Gloom as World Bank Predicts Sharpest Decline of Remittances in Recent History

The World Bank projects global remittances to decline sharply by about 20 percent in 2020 due to the economic crisis induced by the COVID-19 pandemic and shutdown.

According to the World Bank, the projected fall, which would be the sharpest decline in recent history, is largely due to a fall in the wages and employment of migrant workers, who tend to be more vulnerable to loss of employment and wages during an economic crisis in a host country.

“Remittances to low and middle-income countries (LMICs) are projected to fall by 19.7 percent to $445 billion, representing a loss of a crucial financing lifeline for many vulnerable households,” the World Bank announced in a statement.  

It stated that studies showed that remittances alleviated poverty in lower- and middle-income countries, improved nutritional outcomes, were associated with higher spending on education, and reduced child labour in disadvantaged households.

“A fall in remittances affects families’ ability to spend on these areas as more of their finances will be directed to solve food shortages and immediate livelihoods needs,” the statement added.

“Remittances are a vital source of income for developing countries. The ongoing economic recession caused by COVID-19 is taking a severe toll on the ability to send money home and makes it all the more vital that we shorten the time to recovery for advanced economies,” said World Bank Group President David Malpass.
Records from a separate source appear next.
//! Scriptable browser, store and assembler shared by the integration tests.

#![allow(dead_code)]

use std::cell::RefCell;
use std::collections::{HashMap, HashSet};
use std::path::PathBuf;
use std::rc::Rc;
use std::time::Duration;

use anyhow::{Result, bail};
use base64::Engine;

use queuepress::cancel::CancelToken;
use queuepress::capability::{
    ArtifactRef, ArtifactStore, Browser, DocumentAssembler, FitBox, Geometry, PageBudget,
    Renderer,
};
use queuepress::config::ConfigFile;
use queuepress::drain::ArchiveSettings;

#[path = "../../src/fake/store.rs"]
mod store;

pub use store::MemoryStore;

pub const QUEUE_URL: &str = "https://medium.com/me/list/queue";

const PIXEL_PNG: &str =
    "iVBORw0KGgoAAAANSUhEUgAAAAEAAAABCAYAAAAfFcSJAAAADUlEQVR42mNkYPhfDwAChwGA60e6kgAAAABJRU5ErkJggg==";

/// A valid 1x1 PNG, standing in for every capture.
pub fn pixel_png() -> Vec<u8> {
    base64::engine::general_purpose::STANDARD
        .decode(PIXEL_PNG)
        .unwrap()
}

/// Default settings with every pause set to zero.
pub fn settings() -> ArchiveSettings {
    let mut settings = ConfigFile::default().resolve().archive;
    settings.poll.interval = Duration::ZERO;
    settings.pacing.load_settle = Duration::ZERO;
    settings.pacing.archive_settle = Duration::ZERO;
    settings
}

/// Content tree of an article page.
#[derive(Debug, Clone)]
pub struct Tree {
    pub width: u32,
    pub height: u32,
    pub children: Vec<Tree>,
}

impl Tree {
    pub fn leaf(width: u32, height: u32) -> Self {
        Self {
            width,
            height,
            children: Vec::new(),
        }
    }

    pub fn node(width: u32, height: u32, children: Vec<Tree>) -> Self {
        Self {
            width,
            height,
            children,
        }
    }

    /// A typical article body: three paragraphs and a tall figure.
    pub fn article() -> Self {
        Self::node(
            800,
            2100,
            vec![
                Self::leaf(800, 400),
                Self::leaf(800, 400),
                Self::leaf(800, 400),
                Self::leaf(800, 900),
            ],
        )
    }
}

#[derive(Debug, Clone)]
pub struct Entry {
    /// `href` exactly as it appears in the queue markup.
    pub raw_href: String,
    pub title: String,
    pub author: String,
    /// Archiving has no effect on this entry.
    pub sticky: bool,
}

impl Entry {
    pub fn new(raw_href: &str, title: &str) -> Self {
        Self {
            raw_href: raw_href.to_string(),
            title: title.to_string(),
            author: format!("{title} Author"),
            sticky: false,
        }
    }

    pub fn sticky(mut self) -> Self {
        self.sticky = true;
        self
    }
}

/// Rewrites the queue in response to an event on the given URL or raw href.
pub type QueueScript = Box<dyn FnMut(&str, &mut Vec<Entry>)>;

/// Everything the fake browser knows and records.
#[derive(Default)]
pub struct State {
    pub queue: Vec<Entry>,
    /// Article trees keyed by absolute URL.
    pub articles: HashMap<String, Tree>,
    pub unreachable: HashSet<String>,
    pub navigations: Vec<String>,
    /// Raw hrefs whose archive control was clicked, in order.
    pub archive_clicks: Vec<String>,
    pub open_tabs: i32,
    /// Cancel this token when navigating to the given URL.
    pub cancel_on: Option<(String, CancelToken)>,
    /// Raw hrefs whose archive control errors out as if it were detached.
    pub detached_controls: HashSet<String>,
    /// Runs after every navigation, e.g. the list re-rendering meanwhile.
    pub on_navigate: Option<QueueScript>,
    /// Runs after every successful archive click.
    pub on_archive: Option<QueueScript>,
}

fn run_script(script: &mut Option<QueueScript>, key: &str, queue: &mut Vec<Entry>) {
    if let Some(script) = script.as_mut() {
        script(key, queue);
    }
}

#[derive(Clone, Default)]
pub struct FakeBrowser {
    pub state: Rc<RefCell<State>>,
}

impl FakeBrowser {
    pub fn new(queue: Vec<Entry>) -> Self {
        let browser = Self::default();
        browser.state.borrow_mut().queue = queue;
        browser
    }

    pub fn article(self, url: &str, tree: Tree) -> Self {
        self.state.borrow_mut().articles.insert(url.to_string(), tree);
        self
    }

    pub fn unreachable(self, url: &str) -> Self {
        self.state.borrow_mut().unreachable.insert(url.to_string());
        self
    }

    pub fn detached_control(self, raw_href: &str) -> Self {
        self.state
            .borrow_mut()
            .detached_controls
            .insert(raw_href.to_string());
        self
    }

    pub fn on_navigate(self, script: impl FnMut(&str, &mut Vec<Entry>) + 'static) -> Self {
        self.state.borrow_mut().on_navigate = Some(Box::new(script));
        self
    }

    pub fn on_archive(self, script: impl FnMut(&str, &mut Vec<Entry>) + 'static) -> Self {
        self.state.borrow_mut().on_archive = Some(Box::new(script));
        self
    }

    pub fn navigations(&self) -> Vec<String> {
        self.state.borrow().navigations.clone()
    }

    pub fn archive_clicks(&self) -> Vec<String> {
        self.state.borrow().archive_clicks.clone()
    }

    pub fn open_tabs(&self) -> i32 {
        self.state.borrow().open_tabs
    }
}

impl Browser for FakeBrowser {
    type Tab = FakeTab;

    fn open_tab(&mut self) -> Result<FakeTab> {
        self.state.borrow_mut().open_tabs += 1;
        Ok(FakeTab {
            state: Rc::clone(&self.state),
            view: View::Blank,
            closed: false,
        })
    }
}

#[derive(Debug, Clone)]
pub enum Node {
    Item(String),
    Link(String),
    Title(String),
    Author(String),
    ArchiveControl(String),
    Content(usize),
}

struct FlatNode {
    geometry: Geometry,
    children: Vec<usize>,
}

enum View {
    Blank,
    Queue,
    Article(Vec<FlatNode>),
}

fn flatten(tree: &Tree, out: &mut Vec<FlatNode>) -> usize {
    let id = out.len();
    out.push(FlatNode {
        geometry: Geometry {
            width: tree.width,
            height: tree.height,
        },
        children: Vec::new(),
    });
    let children = tree.children.iter().map(|c| flatten(c, out)).collect();
    out[id].children = children;
    id
}

pub struct FakeTab {
    state: Rc<RefCell<State>>,
    view: View,
    closed: bool,
}

impl FakeTab {
    fn entry(&self, raw_href: &str) -> Result<Entry> {
        match self
            .state
            .borrow()
            .queue
            .iter()
            .find(|e| e.raw_href == raw_href)
        {
            Some(e) => Ok(e.clone()),
            None => bail!("stale queue element {raw_href}"),
        }
    }

    fn nodes(&self) -> Result<&[FlatNode]> {
        match &self.view {
            View::Article(nodes) => Ok(nodes),
            _ => bail!("not an article page"),
        }
    }
}

impl Renderer for FakeTab {
    type Node = Node;

    fn navigate(&mut self, url: &str) -> Result<()> {
        let mut state = self.state.borrow_mut();
        let state = &mut *state;
        state.navigations.push(url.to_string());
        run_script(&mut state.on_navigate, url, &mut state.queue);
        if let Some((target, token)) = &state.cancel_on
            && target == url
        {
            token.cancel();
        }
        if state.unreachable.contains(url) {
            bail!("net::ERR_CONNECTION_REFUSED");
        }
        self.view = if url == QUEUE_URL {
            View::Queue
        } else {
            let mut nodes = Vec::new();
            if let Some(tree) = state.articles.get(url) {
                flatten(tree, &mut nodes);
            }
            View::Article(nodes)
        };
        Ok(())
    }

    fn query_node(&mut self, selector: &str, scope: Option<&Node>) -> Result<Option<Node>> {
        Ok(match (scope, &self.view) {
            (None, View::Article(nodes)) => (!nodes.is_empty()).then_some(Node::Content(0)),
            (Some(Node::Item(h)), _) if selector == "a" => Some(Node::Link(h.clone())),
            (Some(Node::Item(h)), _) => Some(Node::Author(h.clone())),
            (Some(Node::Link(h)), _) => Some(Node::Title(h.clone())),
            _ => None,
        })
    }

    fn query_all(&mut self, _selector: &str, scope: Option<&Node>) -> Result<Vec<Node>> {
        Ok(match (scope, &self.view) {
            (None, View::Queue) => self
                .state
                .borrow()
                .queue
                .iter()
                .map(|e| Node::Item(e.raw_href.clone()))
                .collect(),
            // The author line and the archive button share a selector.
            (Some(Node::Item(h)), _) => {
                vec![Node::Author(h.clone()), Node::ArchiveControl(h.clone())]
            }
            _ => Vec::new(),
        })
    }

    fn children(&mut self, node: &Node) -> Result<Vec<Node>> {
        match node {
            Node::Content(id) => Ok(self.nodes()?[*id]
                .children
                .iter()
                .map(|&c| Node::Content(c))
                .collect()),
            _ => Ok(Vec::new()),
        }
    }

    fn geometry(&mut self, node: &Node) -> Result<Geometry> {
        match node {
            Node::Content(id) => Ok(self.nodes()?[*id].geometry),
            other => bail!("no geometry for {other:?}"),
        }
    }

    fn text(&mut self, node: &Node) -> Result<String> {
        Ok(match node {
            Node::Title(h) | Node::Link(h) => self.entry(h)?.title,
            Node::Author(h) => self.entry(h)?.author,
            Node::ArchiveControl(_) => "Archive".to_string(),
            _ => String::new(),
        })
    }

    fn attribute(&mut self, node: &Node, name: &str) -> Result<Option<String>> {
        Ok(match node {
            Node::Link(h) if name == "href" => Some(h.clone()),
            _ => None,
        })
    }

    fn scroll_by(&mut self, _distance: u32) -> Result<()> {
        Ok(())
    }

    fn scroll_extent(&mut self) -> Result<u32> {
        Ok(0)
    }

    fn capture(&mut self, node: &Node) -> Result<Vec<u8>> {
        match node {
            Node::Content(_) => Ok(pixel_png()),
            other => bail!("cannot capture {other:?}"),
        }
    }

    fn invoke(&mut self, node: &Node) -> Result<()> {
        let Node::ArchiveControl(h) = node else {
            bail!("{node:?} is not clickable");
        };
        let mut state = self.state.borrow_mut();
        let state = &mut *state;
        if state.detached_controls.contains(h) {
            bail!("node is detached from the document");
        }
        state.archive_clicks.push(h.clone());
        state.queue.retain(|e| &e.raw_href != h || e.sticky);
        run_script(&mut state.on_archive, h, &mut state.queue);
        Ok(())
    }

    fn close(&mut self) -> Result<()> {
        if !self.closed {
            self.closed = true;
            self.state.borrow_mut().open_tabs -= 1;
        }
        Ok(())
    }
}

pub struct RecordedDoc {
    pub name: String,
    pub author: String,
    pub pages: Vec<Vec<FitBox>>,
}

/// Assembler that records document layouts; fails for names in `fail_for`.
#[derive(Default)]
pub struct RecordingAssembler {
    pub fail_for: HashSet<String>,
    pub documents: Vec<RecordedDoc>,
}

impl DocumentAssembler for RecordingAssembler {
    type Doc = RecordedDoc;

    fn open(&mut self, name: &str, author: &str) -> Result<RecordedDoc> {
        Ok(RecordedDoc {
            name: name.to_string(),
            author: author.to_string(),
            pages: Vec::new(),
        })
    }

    fn append_page(&mut self, doc: &mut RecordedDoc, _budget: PageBudget) -> Result<()> {
        doc.pages.push(Vec::new());
        Ok(())
    }

    fn place_image(&mut self, doc: &mut RecordedDoc, _artifact: &ArtifactRef, fit: FitBox) -> Result<()> {
        match doc.pages.last_mut() {
            Some(page) => page.push(fit),
            None => bail!("image placed before the first page"),
        }
        Ok(())
    }

    fn finalize(&mut self, doc: RecordedDoc) -> Result<PathBuf> {
        if self.fail_for.contains(&doc.name) {
            bail!("no space left on device");
        }
        let path = PathBuf::from(format!("out/{}.pdf", doc.name));
        self.documents.push(doc);
        Ok(path)
    }
}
He added: “Remittances help families afford food, healthcare, and basic needs. As the World Bank Group implements fast, broad action to support countries, we are working to keep remittance channels open and safeguard the poorest communities’ access to these most basic needs.”

The World Bank says it is “assisting member states in monitoring the flow of remittances through various channels, the costs and convenience of sending money, and regulations to protect financial integrity that affect remittance flows,” while also working with the G20 countries and the global community to reduce remittance costs and improve financial inclusion for the poor.